**TASK STATEMENT:** From the data underneath, reproduce exactly the stretch that begins at the line with "pub fn new(backend: Arc<dyn" and ends after the line with "read failed for".
[[ SOURCE MATERIAL open ]]
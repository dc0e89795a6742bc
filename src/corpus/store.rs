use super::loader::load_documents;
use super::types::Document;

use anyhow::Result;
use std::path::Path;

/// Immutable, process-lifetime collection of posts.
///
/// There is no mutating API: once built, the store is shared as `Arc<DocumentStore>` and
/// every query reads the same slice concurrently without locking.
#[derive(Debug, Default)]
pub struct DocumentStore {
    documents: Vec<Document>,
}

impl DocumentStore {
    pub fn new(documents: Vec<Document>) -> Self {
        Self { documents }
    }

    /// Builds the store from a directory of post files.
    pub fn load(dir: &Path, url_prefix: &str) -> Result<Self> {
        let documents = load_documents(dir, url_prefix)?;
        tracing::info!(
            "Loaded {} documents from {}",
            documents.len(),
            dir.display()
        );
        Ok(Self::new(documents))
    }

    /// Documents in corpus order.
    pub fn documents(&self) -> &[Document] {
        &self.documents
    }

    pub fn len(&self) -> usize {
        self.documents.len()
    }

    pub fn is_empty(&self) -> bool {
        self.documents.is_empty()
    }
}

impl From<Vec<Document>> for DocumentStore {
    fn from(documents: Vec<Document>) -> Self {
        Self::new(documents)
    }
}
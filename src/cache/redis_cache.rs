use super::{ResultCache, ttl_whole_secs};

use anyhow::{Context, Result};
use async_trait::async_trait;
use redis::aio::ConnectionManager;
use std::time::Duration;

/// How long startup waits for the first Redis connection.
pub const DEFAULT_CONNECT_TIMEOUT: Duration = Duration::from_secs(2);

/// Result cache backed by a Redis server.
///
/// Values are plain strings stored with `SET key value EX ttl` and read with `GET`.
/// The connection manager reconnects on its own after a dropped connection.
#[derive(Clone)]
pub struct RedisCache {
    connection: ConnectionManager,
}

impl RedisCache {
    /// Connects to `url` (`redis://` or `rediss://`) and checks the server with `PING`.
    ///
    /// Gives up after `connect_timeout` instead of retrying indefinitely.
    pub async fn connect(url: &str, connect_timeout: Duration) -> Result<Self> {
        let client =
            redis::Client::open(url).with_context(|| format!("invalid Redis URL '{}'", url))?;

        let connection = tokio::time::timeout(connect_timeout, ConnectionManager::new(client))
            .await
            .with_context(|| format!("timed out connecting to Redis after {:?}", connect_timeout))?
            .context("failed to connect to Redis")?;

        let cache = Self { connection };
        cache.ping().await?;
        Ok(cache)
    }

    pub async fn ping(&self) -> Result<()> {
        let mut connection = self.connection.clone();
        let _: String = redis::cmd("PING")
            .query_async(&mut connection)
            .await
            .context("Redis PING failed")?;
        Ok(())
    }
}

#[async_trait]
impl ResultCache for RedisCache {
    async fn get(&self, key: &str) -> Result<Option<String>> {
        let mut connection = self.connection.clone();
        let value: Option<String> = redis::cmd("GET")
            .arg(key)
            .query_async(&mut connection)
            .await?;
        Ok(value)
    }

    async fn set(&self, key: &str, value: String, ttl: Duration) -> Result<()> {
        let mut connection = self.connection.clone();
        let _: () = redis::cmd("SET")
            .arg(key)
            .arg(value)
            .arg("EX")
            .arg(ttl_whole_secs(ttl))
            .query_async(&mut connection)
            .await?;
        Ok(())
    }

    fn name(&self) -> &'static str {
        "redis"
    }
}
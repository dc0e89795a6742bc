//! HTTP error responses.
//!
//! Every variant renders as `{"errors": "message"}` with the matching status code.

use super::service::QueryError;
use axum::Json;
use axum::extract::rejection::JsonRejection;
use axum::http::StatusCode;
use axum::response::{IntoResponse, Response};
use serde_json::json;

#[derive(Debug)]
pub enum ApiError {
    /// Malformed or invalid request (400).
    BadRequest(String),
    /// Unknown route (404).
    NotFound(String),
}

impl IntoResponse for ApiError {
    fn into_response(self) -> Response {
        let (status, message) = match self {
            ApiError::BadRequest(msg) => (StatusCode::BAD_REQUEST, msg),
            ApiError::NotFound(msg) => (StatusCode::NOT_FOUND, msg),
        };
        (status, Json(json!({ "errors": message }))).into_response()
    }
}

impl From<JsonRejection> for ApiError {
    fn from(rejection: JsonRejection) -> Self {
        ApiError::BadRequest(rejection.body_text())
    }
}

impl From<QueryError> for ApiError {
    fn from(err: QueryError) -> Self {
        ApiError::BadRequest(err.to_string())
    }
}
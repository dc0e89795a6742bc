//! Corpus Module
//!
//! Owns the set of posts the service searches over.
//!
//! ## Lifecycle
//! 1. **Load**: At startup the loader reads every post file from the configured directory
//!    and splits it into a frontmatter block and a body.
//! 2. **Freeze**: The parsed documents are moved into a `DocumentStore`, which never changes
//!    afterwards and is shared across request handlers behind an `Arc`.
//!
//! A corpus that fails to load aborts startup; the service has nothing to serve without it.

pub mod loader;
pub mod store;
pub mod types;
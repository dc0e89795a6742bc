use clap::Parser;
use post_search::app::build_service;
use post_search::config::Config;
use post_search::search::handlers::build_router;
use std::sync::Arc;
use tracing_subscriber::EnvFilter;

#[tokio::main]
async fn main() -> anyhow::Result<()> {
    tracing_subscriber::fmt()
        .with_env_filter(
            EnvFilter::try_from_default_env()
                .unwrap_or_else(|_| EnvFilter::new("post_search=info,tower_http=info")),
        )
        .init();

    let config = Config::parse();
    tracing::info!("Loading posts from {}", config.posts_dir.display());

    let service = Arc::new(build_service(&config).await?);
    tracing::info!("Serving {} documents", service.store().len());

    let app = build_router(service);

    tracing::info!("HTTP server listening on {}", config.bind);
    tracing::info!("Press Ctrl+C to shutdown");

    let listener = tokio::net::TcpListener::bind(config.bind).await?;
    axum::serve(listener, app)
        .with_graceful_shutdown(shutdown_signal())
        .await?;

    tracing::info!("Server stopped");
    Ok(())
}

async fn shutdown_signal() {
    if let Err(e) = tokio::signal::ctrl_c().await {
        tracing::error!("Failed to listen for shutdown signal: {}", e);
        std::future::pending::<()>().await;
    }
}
[[ SOURCE MATERIAL closed ]]
[[ SOURCE MATERIAL open ]]
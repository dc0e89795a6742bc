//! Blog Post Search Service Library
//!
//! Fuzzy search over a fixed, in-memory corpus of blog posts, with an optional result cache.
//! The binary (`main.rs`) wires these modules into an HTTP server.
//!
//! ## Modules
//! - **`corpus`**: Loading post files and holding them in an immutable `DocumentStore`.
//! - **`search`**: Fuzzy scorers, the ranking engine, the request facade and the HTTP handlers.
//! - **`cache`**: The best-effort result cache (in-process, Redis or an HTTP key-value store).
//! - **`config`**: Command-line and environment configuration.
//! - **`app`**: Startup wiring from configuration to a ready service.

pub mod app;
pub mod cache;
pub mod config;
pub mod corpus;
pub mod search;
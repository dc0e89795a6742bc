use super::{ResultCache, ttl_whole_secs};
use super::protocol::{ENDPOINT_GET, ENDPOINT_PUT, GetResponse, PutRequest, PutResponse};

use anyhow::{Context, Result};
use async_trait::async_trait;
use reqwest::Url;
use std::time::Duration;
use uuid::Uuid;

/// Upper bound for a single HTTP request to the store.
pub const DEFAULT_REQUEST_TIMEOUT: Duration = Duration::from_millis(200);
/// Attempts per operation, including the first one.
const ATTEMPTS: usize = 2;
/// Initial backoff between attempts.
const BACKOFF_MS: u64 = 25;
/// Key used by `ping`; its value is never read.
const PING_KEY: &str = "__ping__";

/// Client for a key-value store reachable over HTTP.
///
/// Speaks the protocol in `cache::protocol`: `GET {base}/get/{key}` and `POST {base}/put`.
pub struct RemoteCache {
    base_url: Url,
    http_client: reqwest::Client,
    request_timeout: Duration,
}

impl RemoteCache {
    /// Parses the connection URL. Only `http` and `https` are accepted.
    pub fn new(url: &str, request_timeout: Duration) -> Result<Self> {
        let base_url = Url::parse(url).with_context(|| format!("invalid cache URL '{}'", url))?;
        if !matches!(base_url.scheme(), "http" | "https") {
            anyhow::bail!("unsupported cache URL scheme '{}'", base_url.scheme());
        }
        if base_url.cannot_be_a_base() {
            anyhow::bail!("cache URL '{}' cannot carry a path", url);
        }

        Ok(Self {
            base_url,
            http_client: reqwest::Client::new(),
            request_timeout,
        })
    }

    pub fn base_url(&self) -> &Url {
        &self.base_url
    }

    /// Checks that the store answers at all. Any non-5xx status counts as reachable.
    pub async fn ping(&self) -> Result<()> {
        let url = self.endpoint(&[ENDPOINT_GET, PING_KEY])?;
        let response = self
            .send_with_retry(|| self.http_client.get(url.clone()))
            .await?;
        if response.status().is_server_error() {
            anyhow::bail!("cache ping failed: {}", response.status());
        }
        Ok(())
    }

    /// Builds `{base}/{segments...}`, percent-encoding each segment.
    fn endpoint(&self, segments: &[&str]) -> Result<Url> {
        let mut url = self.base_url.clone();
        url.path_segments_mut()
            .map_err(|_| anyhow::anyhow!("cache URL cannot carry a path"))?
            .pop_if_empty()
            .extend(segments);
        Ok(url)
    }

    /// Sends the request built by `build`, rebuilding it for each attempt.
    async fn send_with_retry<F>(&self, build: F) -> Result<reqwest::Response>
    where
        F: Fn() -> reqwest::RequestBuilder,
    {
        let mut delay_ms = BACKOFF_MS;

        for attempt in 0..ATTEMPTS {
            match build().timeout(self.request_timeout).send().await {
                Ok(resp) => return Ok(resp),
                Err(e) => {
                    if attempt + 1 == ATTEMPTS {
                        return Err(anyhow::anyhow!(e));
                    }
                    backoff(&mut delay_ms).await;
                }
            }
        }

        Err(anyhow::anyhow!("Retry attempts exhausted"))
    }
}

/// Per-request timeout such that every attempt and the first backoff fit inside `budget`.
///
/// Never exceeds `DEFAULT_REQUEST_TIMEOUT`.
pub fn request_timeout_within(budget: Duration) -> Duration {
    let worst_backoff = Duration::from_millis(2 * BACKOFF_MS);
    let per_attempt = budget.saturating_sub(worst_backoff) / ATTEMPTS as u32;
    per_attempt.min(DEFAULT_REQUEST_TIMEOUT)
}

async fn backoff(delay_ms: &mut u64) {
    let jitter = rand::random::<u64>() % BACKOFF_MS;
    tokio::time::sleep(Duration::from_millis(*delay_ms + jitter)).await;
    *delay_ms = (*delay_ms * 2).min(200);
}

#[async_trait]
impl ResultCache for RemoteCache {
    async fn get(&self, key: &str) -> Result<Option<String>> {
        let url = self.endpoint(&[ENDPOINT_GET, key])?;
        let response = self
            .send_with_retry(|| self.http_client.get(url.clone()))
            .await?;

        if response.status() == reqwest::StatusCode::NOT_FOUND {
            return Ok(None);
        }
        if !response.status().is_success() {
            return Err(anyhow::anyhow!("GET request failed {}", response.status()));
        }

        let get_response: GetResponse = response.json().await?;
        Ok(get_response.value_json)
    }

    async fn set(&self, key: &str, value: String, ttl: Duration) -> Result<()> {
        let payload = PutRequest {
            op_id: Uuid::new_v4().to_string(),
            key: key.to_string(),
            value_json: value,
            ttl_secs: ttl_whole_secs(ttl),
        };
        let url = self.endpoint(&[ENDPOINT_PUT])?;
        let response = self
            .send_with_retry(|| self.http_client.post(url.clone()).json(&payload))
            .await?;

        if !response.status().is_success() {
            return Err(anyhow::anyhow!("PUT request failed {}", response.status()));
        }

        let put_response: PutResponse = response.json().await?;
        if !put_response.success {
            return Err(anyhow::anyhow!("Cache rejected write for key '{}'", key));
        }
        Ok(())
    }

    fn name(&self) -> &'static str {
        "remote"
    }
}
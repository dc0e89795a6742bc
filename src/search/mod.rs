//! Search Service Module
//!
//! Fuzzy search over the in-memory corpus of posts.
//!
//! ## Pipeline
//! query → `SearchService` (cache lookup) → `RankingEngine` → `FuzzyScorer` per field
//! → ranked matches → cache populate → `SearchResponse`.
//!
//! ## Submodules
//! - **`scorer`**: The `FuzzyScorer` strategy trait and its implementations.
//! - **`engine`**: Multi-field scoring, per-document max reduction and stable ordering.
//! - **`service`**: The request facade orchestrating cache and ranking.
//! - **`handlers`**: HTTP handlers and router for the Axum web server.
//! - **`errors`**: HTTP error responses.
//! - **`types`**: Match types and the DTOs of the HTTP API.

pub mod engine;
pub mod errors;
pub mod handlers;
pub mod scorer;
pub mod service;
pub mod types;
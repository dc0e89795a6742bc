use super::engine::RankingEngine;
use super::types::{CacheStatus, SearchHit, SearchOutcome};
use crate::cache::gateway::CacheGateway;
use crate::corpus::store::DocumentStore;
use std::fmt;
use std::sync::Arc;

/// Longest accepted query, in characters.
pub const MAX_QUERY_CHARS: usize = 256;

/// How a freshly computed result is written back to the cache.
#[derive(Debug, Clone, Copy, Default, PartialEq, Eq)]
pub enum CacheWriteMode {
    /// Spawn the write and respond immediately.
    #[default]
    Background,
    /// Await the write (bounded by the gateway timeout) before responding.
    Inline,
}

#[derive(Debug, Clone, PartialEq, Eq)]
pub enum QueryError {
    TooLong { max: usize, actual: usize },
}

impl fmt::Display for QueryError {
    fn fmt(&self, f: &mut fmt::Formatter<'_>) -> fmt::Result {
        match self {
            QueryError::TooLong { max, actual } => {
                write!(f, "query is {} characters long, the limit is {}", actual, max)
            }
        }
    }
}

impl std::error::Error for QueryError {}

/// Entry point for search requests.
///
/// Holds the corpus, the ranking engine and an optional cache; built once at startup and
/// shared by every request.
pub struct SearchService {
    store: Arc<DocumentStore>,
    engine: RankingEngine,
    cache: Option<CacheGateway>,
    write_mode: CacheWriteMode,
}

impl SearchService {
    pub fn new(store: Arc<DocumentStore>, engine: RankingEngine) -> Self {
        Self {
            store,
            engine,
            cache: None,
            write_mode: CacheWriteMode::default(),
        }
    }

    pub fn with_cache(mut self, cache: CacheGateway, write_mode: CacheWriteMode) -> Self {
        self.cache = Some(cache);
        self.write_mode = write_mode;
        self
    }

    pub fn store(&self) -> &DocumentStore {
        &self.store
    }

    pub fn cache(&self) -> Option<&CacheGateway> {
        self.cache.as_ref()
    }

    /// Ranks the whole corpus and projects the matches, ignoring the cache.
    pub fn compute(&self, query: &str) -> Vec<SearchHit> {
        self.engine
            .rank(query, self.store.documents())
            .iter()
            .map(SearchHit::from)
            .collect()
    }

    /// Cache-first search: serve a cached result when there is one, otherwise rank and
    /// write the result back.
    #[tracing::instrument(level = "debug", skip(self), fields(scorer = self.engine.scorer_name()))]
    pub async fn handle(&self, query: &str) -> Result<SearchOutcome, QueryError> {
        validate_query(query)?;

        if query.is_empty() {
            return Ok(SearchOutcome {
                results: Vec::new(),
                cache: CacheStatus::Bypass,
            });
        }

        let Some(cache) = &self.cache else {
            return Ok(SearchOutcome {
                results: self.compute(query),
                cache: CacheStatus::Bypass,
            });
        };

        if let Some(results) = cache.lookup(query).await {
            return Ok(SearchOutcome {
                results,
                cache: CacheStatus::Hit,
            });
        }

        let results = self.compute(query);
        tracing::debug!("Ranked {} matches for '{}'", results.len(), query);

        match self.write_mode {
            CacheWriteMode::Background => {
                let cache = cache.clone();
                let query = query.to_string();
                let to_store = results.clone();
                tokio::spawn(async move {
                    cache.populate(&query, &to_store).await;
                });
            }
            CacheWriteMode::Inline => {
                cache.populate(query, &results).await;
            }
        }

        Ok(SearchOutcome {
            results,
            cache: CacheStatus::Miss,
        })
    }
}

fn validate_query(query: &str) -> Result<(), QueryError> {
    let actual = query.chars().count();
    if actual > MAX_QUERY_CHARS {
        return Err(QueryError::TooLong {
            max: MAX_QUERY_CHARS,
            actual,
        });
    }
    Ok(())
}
[[ SOURCE MATERIAL closed ]]
[[ SOURCE MATERIAL open ]]
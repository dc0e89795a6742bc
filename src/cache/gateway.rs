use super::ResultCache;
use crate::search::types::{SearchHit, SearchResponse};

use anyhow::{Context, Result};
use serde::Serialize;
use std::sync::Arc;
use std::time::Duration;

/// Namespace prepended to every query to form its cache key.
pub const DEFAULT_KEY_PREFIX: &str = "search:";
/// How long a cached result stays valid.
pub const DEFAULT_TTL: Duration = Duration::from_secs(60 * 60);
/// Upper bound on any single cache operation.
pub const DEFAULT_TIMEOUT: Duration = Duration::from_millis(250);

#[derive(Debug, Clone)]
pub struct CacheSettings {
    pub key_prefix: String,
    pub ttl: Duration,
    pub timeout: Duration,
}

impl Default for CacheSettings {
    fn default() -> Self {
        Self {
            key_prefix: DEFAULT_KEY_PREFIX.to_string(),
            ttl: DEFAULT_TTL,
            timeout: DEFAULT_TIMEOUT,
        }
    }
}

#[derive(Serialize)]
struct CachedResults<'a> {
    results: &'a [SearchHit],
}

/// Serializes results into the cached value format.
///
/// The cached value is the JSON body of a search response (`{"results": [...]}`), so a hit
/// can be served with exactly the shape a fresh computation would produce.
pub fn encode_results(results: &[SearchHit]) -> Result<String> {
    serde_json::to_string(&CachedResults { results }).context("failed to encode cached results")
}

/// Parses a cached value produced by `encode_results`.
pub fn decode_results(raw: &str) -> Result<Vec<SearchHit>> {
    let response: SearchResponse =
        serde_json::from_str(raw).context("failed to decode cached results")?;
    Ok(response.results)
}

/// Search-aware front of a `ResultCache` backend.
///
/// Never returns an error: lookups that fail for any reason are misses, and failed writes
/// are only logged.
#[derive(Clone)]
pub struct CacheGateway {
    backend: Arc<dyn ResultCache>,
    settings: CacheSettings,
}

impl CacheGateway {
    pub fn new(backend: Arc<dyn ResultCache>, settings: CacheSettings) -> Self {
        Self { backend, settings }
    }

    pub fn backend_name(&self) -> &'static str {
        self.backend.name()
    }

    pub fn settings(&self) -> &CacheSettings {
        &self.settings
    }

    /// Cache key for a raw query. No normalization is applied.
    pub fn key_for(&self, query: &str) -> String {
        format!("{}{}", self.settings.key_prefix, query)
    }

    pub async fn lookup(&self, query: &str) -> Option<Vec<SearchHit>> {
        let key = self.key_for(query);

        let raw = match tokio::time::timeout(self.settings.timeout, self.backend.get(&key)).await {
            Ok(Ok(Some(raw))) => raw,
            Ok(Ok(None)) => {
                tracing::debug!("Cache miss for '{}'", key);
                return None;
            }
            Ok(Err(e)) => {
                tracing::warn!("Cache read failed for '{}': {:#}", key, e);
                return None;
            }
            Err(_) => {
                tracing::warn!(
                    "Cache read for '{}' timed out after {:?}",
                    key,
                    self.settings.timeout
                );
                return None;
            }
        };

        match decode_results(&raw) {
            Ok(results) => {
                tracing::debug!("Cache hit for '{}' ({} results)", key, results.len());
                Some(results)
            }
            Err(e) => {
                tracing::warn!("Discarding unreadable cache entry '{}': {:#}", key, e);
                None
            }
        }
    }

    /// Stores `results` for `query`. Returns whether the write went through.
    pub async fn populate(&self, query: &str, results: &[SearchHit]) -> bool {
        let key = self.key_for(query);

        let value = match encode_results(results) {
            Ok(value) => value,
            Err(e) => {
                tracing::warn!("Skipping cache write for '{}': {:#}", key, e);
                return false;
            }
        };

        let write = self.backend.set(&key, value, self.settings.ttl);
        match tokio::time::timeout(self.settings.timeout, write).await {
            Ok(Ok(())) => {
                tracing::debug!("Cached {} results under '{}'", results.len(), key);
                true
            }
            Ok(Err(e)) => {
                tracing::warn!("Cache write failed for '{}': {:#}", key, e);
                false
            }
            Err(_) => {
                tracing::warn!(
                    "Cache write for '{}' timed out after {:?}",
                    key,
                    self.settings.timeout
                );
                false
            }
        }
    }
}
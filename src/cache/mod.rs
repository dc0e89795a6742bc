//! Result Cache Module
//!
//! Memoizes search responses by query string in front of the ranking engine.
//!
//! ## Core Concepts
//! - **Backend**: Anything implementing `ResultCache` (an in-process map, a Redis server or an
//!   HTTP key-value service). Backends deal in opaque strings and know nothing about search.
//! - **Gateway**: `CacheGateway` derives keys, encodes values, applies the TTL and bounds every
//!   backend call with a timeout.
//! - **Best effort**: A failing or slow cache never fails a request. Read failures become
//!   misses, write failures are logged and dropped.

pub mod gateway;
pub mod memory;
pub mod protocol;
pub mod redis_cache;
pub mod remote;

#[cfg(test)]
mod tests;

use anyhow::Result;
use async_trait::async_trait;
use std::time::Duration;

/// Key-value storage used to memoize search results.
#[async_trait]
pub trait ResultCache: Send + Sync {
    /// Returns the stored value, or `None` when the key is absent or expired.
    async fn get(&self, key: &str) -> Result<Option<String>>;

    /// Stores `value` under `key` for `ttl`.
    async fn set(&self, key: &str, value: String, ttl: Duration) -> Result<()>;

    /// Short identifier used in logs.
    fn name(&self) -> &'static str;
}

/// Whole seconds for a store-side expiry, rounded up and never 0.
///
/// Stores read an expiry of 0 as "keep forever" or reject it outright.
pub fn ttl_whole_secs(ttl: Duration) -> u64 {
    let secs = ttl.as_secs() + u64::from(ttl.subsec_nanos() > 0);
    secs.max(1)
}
[[ SOURCE MATERIAL closed ]]
**WORKED SOLUTION:**
    pub fn new(backend: Arc<dyn ResultCache>, settings: CacheSettings) -> Self {
        Self { backend, settings }
    }

    pub fn backend_name(&self) -> &'static str {
        self.backend.name()
    }

    pub fn settings(&self) -> &CacheSettings {
        &self.settings
    }

    /// Cache key for a raw query. No normalization is applied.
    pub fn key_for(&self, query: &str) -> String {
        format!("{}{}", self.settings.key_prefix, query)
    }

    pub async fn lookup(&self, query: &str) -> Option<Vec<SearchHit>> {
        let key = self.key_for(query);

        let raw = match tokio::time::timeout(self.settings.timeout, self.backend.get(&key)).await {
            Ok(Ok(Some(raw))) => raw,
            Ok(Ok(None)) => {
                tracing::debug!("Cache miss for '{}'", key);
                return None;
            }
            Ok(Err(e)) => {
                tracing::warn!("Cache read failed for '{}': {:#}", key, e);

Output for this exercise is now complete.